L’avenir de la saison footballistique 2019-2020 a, vraisemblablement, mis à nue le conflit entre Medouar et Zetchi qui ont toujours essayé de laisser transparaître que leur relation était au beau fixe. Mais voilà que le sort, dont la suite est grandement menacée par la pandémie du Coronavirus, de l’exercice en cours donne de l’épaisseur à l’hypothèse du désaccord entre les deux hommes.
Pourtant, au début, Medouar tenait à ce que la compétition reprenne quelles que soient les circonstances. « Il n’est pas question d’arrêter le championnat et qu’il compte aller au terme de l’exercice 2019-2020. Même si cela se fera en novembre », avait-il laissé entendre début mai. Peu après, sa posture a étrangement changé.

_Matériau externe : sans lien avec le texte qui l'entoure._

//! # Lexbind - Hierarchical identifiers and lexical scope resolution
//!
//! Lexbind provides:
//! - Immutable dotted-path identifiers minted within a caller-defined namespace
//! - An identifier factory with overlap-eliding path composition
//! - A parent-linked scope tree with insertion-ordered name bindings
//! - Progressive (innermost-first) resolution with lexical shadowing

pub mod factory;
pub mod ident;
pub mod scope;
pub mod symbol;

// Re-exports for convenient access
pub use factory::IdentifierFactory;
pub use ident::Identifier;
pub use scope::{ScopeId, ScopeKind, ScopeTree};
pub use symbol::Symbol;

/// Result type alias for Lexbind operations
pub type Result<T> = std::result::Result<T, Error>;

/// Error types for Lexbind operations
#[derive(Debug, thiserror::Error)]
pub enum Error {
    #[error("Invalid name: {0}")]
    InvalidName(String),
}
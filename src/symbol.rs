//! Symbol types - name-to-value bindings declared within a scope
//!
//! A symbol records which scope declared it, the name it is bound under,
//! and an optional caller-defined payload. Symbols are created and
//! replaced only through [`ScopeTree::add_symbol`](crate::ScopeTree::add_symbol)
//! and friends; they have no storage outside their scope's binding map.

use crate::scope::ScopeId;
use serde::{Deserialize, Serialize};

/// A binding of a name to an optional value, declared in exactly one scope.
///
/// The scope link is an association, not ownership: a symbol holds the
/// declaring scope's id, not the scope itself.
#[derive(Debug, Clone, PartialEq, Eq, Serialize, Deserialize)]
pub struct Symbol<V> {
    /// Id of the scope that declared this binding
    scope: ScopeId,
    /// Name the binding is stored under in its scope
    name: String,
    /// Optional caller-defined payload
    value: Option<V>,
}

impl<V> Symbol<V> {
    /// Construct a binding for a scope's map; the name must match the
    /// key it is stored under.
    pub(crate) fn new(scope: ScopeId, name: impl Into<String>, value: Option<V>) -> Self {
        Self {
            scope,
            name: name.into(),
            value,
        }
    }

    /// Id of the scope this symbol was declared in
    pub fn scope(&self) -> ScopeId {
        self.scope
    }

    /// The bound name
    pub fn name(&self) -> &str {
        &self.name
    }

    /// The bound value, if one was supplied
    pub fn value(&self) -> Option<&V> {
        self.value.as_ref()
    }
}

Il est passé de la résistance à l’abdication.

Revirement intrigant
Le successeur de Mahfoud Kerbadj a récemment indiqué que « personnellement, je pense que nous ne pouvons pas reprendre la compétition, il sera très difficile aux clubs de respecter les mesures de prévention et le protocole sanitaire. » Il a aussi relevé que « nous n’avons pas les moyens des pays européens pour rejouer au football, des centaines de millions d’euros ont été déboursés en Europe pour reprendre, et la santé du citoyen doit primer avant toute autre chose.» Une sortie médiatique faite quelques heures seulement avant que Zetchi ne s’entretienne avec Sid-Ali Khaldi, ministre de la Jeunesse et des Sports (MJS). Le propriétaire du Paradou ACa fait savoir au représentant de la tutelle que la structure fédérale est en train d’élaborer un plan de relance car elle ne comptait pas vraiment décider d’une saison blanche.

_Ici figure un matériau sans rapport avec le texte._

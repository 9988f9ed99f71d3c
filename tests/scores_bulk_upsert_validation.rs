use serde_json::json;
use std::io::{BufRead, BufReader, Write};
use std::path::PathBuf;
use std::process::{Child, ChildStdin, ChildStdout, Command, Stdio};
use std::time::{SystemTime, UNIX_EPOCH};

fn temp_dir(prefix: &str) -> PathBuf {
    let p = std::env::temp_dir().join(format!(
        "{}-{}",
        prefix,
        SystemTime::now()
            .duration_since(UNIX_EPOCH)
            .expect("clock")
            .as_nanos()
    ));
    std::fs::create_dir_all(&p).expect("create temp dir");
    p
}

fn spawn_sidecar() -> (Child, ChildStdin, BufReader<ChildStdout>) {
    let exe = env!("CARGO_BIN_EXE_assessd");
    let mut child = Command::new(exe)
        .stdin(Stdio::piped())
        .stdout(Stdio::piped())
        .stderr(Stdio::null())
        .spawn()
        .expect("spawn assessd");
    let stdin = child.stdin.take().expect("child stdin");
    let stdout = child.stdout.take().expect("child stdout");
    (child, stdin, BufReader::new(stdout))
}

fn request(
    stdin: &mut ChildStdin,
    reader: &mut BufReader<ChildStdout>,
    id: &str,
    method: &str,
    params: serde_json::Value,
) -> serde_json::Value {
    let payload = json!({
        "id": id,
        "method": method,
        "params": params,
    });
    writeln!(stdin, "{}", payload).expect("write request");
    stdin.flush().expect("flush request");

    let mut line = String::new();
    reader.read_line(&mut line).expect("read response line");
    let value: serde_json::Value = serde_json::from_str(line.trim()).expect("parse response json");
    assert_eq!(value.get("id").and_then(|v| v.as_str()), Some(id));
    value
}

fn request_ok(
    stdin: &mut ChildStdin,
    reader: &mut BufReader<ChildStdout>,
    id: &str,
    method: &str,
    params: serde_json::Value,
) -> serde_json::Value {
    let value = request(stdin, reader, id, method, params);
    assert_eq!(
        value.get("ok").and_then(|v| v.as_bool()),
        Some(true),
        "{} failed: {}",
        method,
        value
    );
    value.get("result").cloned().unwrap_or_default()
}

fn error_code(value: &serde_json::Value) -> &str {
    value
        .get("error")
        .and_then(|e| e.get("code"))
        .and_then(|v| v.as_str())
        .unwrap_or("")
}

struct Fixture {
    schema_id: String,
    students: Vec<String>,
    quiz_id: String,
    project_id: String,
    design_id: String,
    build_id: String,
}

fn setup(stdin: &mut ChildStdin, reader: &mut BufReader<ChildStdout>, workspace: &PathBuf) -> Fixture {
    let _ = request_ok(
        stdin,
        reader,
        "ws",
        "workspace.select",
        json!({ "path": workspace.to_string_lossy() }),
    );
    let class_id = request_ok(stdin, reader, "class", "classes.create", json!({ "name": "9C" }))
        ["classId"]
        .as_str()
        .expect("classId")
        .to_string();
    let mut students = Vec::new();
    for (i, (last, first)) in [("Ng", "Mai"), ("Diaz", "Leo")].iter().enumerate() {
        let sid = request_ok(
            stdin,
            reader,
            &format!("student-{}", i),
            "students.create",
            json!({ "classId": class_id, "lastName": last, "firstName": first }),
        )["studentId"]
            .as_str()
            .expect("studentId")
            .to_string();
        students.push(sid);
    }
    let created = request_ok(
        stdin,
        reader,
        "schema",
        "schemas.create",
        json!({
            "classId": class_id,
            "schema": {
                "name": "Term 2",
                "totalMarks": 15,
                "components": [
                    { "name": "Quiz", "rawMaxScore": 40, "reducedScore": 5 },
                    {
                        "name": "Project",
                        "rawMaxScore": 10,
                        "reducedScore": 10,
                        "subCriteria": [
                            { "name": "Design", "maxScore": 4 },
                            { "name": "Build", "maxScore": 6 }
                        ]
                    }
                ]
            }
        }),
    );
    let comp = |i: usize| created["components"][i]["id"].as_str().expect("id").to_string();
    let sub = |k: usize| {
        created["components"][1]["subCriteria"][k]["id"]
            .as_str()
            .expect("sub id")
            .to_string()
    };
    Fixture {
        schema_id: created["schemaId"].as_str().expect("schemaId").to_string(),
        students,
        quiz_id: comp(0),
        project_id: comp(1),
        design_id: sub(0),
        build_id: sub(1),
    }
}

#[test]
fn bulk_upsert_saves_valid_entries_and_reports_each_rejection() {
    let workspace = temp_dir("assessd-scores-validation");
    let (mut child, mut stdin, mut reader) = spawn_sidecar();
    let f = setup(&mut stdin, &mut reader, &workspace);
    let s0 = &f.students[0];

    let res = request_ok(
        &mut stdin,
        &mut reader,
        "1",
        "scores.bulkUpsert",
        json!({
            "schemaId": f.schema_id,
            "entries": [
                { "studentId": s0, "componentId": f.quiz_id, "rawScore": 20, "comments": "ok" },
                { "studentId": s0, "componentId": f.project_id, "subScores": [
                    { "subCriteriaId": f.design_id, "score": 3 },
                    { "subCriteriaId": f.build_id, "score": 5.5 }
                ]},
                { "studentId": "ghost", "componentId": f.quiz_id, "rawScore": 1 },
                { "studentId": s0, "componentId": "nope", "rawScore": 1 },
                { "studentId": s0, "componentId": f.quiz_id, "rawScore": -1 },
                { "studentId": s0, "componentId": f.quiz_id, "rawScore": 41 },
                { "studentId": s0, "componentId": f.project_id, "subScores": [
                    { "subCriteriaId": f.design_id, "score": 4.5 }
                ]},
                { "studentId": s0, "componentId": f.project_id, "subScores": [
                    { "subCriteriaId": "other", "score": 1 }
                ]},
                { "studentId": s0, "componentId": f.quiz_id, "subScores": [
                    { "subCriteriaId": f.design_id, "score": 1 }
                ]},
                { "studentId": s0, "componentId": f.quiz_id },
                "not an object"
            ]
        }),
    );
    assert_eq!(res["updated"], json!(2));
    assert_eq!(res["rejected"], json!(9));
    let errors = res["errors"].as_array().expect("errors");
    let codes: Vec<(u64, &str)> = errors
        .iter()
        .map(|e| {
            (
                e["index"].as_u64().expect("index"),
                e["code"].as_str().expect("code"),
            )
        })
        .collect();
    assert_eq!(
        codes,
        vec![
            (2, "unknown_student"),
            (3, "unknown_component"),
            (4, "negative_score"),
            (5, "out_of_range"),
            (6, "out_of_range"),
            (7, "unknown_sub_criteria"),
            (8, "bad_params"),
            (9, "empty_entry"),
            (10, "bad_params"),
        ]
    );
    assert_eq!(errors[4]["subCriteriaId"], json!(f.design_id));

    let stored = request_ok(
        &mut stdin,
        &mut reader,
        "2",
        "scores.get",
        json!({ "schemaId": f.schema_id, "studentId": s0 }),
    );
    let entries = stored["entries"].as_array().expect("entries");
    assert_eq!(entries.len(), 2);
    let quiz = entries
        .iter()
        .find(|e| e["componentId"] == json!(f.quiz_id))
        .expect("quiz entry");
    assert_eq!(quiz["rawScore"], json!(20.0));
    assert_eq!(quiz["comments"], json!("ok"));
    let project = entries
        .iter()
        .find(|e| e["componentId"] == json!(f.project_id))
        .expect("project entry");
    assert_eq!(project["subScores"].as_array().map(|a| a.len()), Some(2));

    let _ = child.kill();
    let _ = child.wait();
    let _ = std::fs::remove_dir_all(workspace);
}

#[test]
fn bulk_upsert_merges_partial_updates() {
    let workspace = temp_dir("assessd-scores-merge");
    let (mut child, mut stdin, mut reader) = spawn_sidecar();
    let f = setup(&mut stdin, &mut reader, &workspace);
    let s1 = &f.students[1];

    let _ = request_ok(
        &mut stdin,
        &mut reader,
        "1",
        "scores.bulkUpsert",
        json!({
            "schemaId": f.schema_id,
            "entries": [
                { "studentId": s1, "componentId": f.quiz_id, "rawScore": 10, "comments": "late" },
                { "studentId": s1, "componentId": f.project_id, "subScores": [
                    { "subCriteriaId": f.design_id, "score": 2 },
                    { "subCriteriaId": f.build_id, "score": 2 }
                ]}
            ]
        }),
    );
    // Only the fields present are touched.
    let _ = request_ok(
        &mut stdin,
        &mut reader,
        "2",
        "scores.bulkUpsert",
        json!({
            "schemaId": f.schema_id,
            "entries": [
                { "studentId": s1, "componentId": f.quiz_id, "rawScore": 30 },
                { "studentId": s1, "componentId": f.project_id, "subScores": [
                    { "subCriteriaId": f.build_id, "score": 6 }
                ]}
            ]
        }),
    );

    let stored = request_ok(
        &mut stdin,
        &mut reader,
        "3",
        "scores.get",
        json!({ "schemaId": f.schema_id, "studentId": s1 }),
    );
    let entries = stored["entries"].as_array().expect("entries");
    let quiz = entries
        .iter()
        .find(|e| e["componentId"] == json!(f.quiz_id))
        .expect("quiz");
    assert_eq!(quiz["rawScore"], json!(30.0));
    assert_eq!(quiz["comments"], json!("late"));
    let project = entries
        .iter()
        .find(|e| e["componentId"] == json!(f.project_id))
        .expect("project");
    let total: f64 = project["subScores"]
        .as_array()
        .expect("subScores")
        .iter()
        .map(|s| s["score"].as_f64().expect("score"))
        .sum();
    assert!((total - 8.0).abs() < 1e-9, "{}", total);

    let cleared = request_ok(
        &mut stdin,
        &mut reader,
        "4",
        "scores.clear",
        json!({ "schemaId": f.schema_id, "componentId": f.quiz_id }),
    );
    assert_eq!(cleared["cleared"], json!(1));
    let after = request_ok(
        &mut stdin,
        &mut reader,
        "5",
        "scores.get",
        json!({ "schemaId": f.schema_id }),
    );
    assert_eq!(after["entries"].as_array().map(|a| a.len()), Some(1));

    let _ = child.kill();
    let _ = child.wait();
    let _ = std::fs::remove_dir_all(workspace);
}

#[test]
fn bulk_upsert_enforces_limits_and_active_schema() {
    let workspace = temp_dir("assessd-scores-limits");
    let (mut child, mut stdin, mut reader) = spawn_sidecar();
    let f = setup(&mut stdin, &mut reader, &workspace);

    let entry = json!({ "studentId": f.students[0], "componentId": f.quiz_id, "rawScore": 1 });
    let too_many: Vec<serde_json::Value> = std::iter::repeat(entry).take(5001).collect();
    let res = request_ok(
        &mut stdin,
        &mut reader,
        "1",
        "scores.bulkUpsert",
        json!({ "schemaId": f.schema_id, "entries": too_many }),
    );
    assert_eq!(res["limitExceeded"], json!(true));
    assert_eq!(res["updated"], json!(0));
    assert_eq!(res["rejected"], json!(5001));
    assert_eq!(res["errors"][0]["code"], json!("too_many_entries"));

    let _ = request_ok(
        &mut stdin,
        &mut reader,
        "2",
        "schemas.update",
        json!({ "schemaId": f.schema_id, "patch": { "active": false } }),
    );
    let closed = request(
        &mut stdin,
        &mut reader,
        "3",
        "scores.bulkUpsert",
        json!({
            "schemaId": f.schema_id,
            "entries": [{ "studentId": f.students[0], "componentId": f.quiz_id, "rawScore": 1 }]
        }),
    );
    assert_eq!(error_code(&closed), "schema_inactive");

    let _ = child.kill();
    let _ = child.wait();
    let _ = std::fs::remove_dir_all(workspace);
}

Le timing et les deux conceptions qui s’apposent laissent clairement croire que les deux hommes forts de la balle ronde Dz ne se sont pas concertés. S’il n’y a pas d’échange c’est que le courant ne passe pas vraiment. De surcroît, Medouar n’a pas manqué de préciser que « la décision de reprendre ou non relève exclusivement des autorités représentées, essentiellement par le MJS et le ministère de la santé, et nous ne devons négliger aucun détail dans ce genre d’affaire sensible, le football n’est qu’un sport.» A ces yeux, la FAF n’existe pas. Zapping révélateur.

Divergences et cassure consommée
La communication est quelque peu taciturne et frontale par rapport à Zetchi et la FAF. Pourtant, la LFP n’a que deux championnats à gérer alors que la structure fédérale a un total de 8 paliers dans son agenda de gestion qu’il faudra terminer afin que cela n’altère pas les prévisions organisationnelles du décideur numéro 1 au siège de Delly Brahim. D’autant plus qu’il comptait mettre en application la nouvelle pyramide du football national dès la séquence à 2020-2021.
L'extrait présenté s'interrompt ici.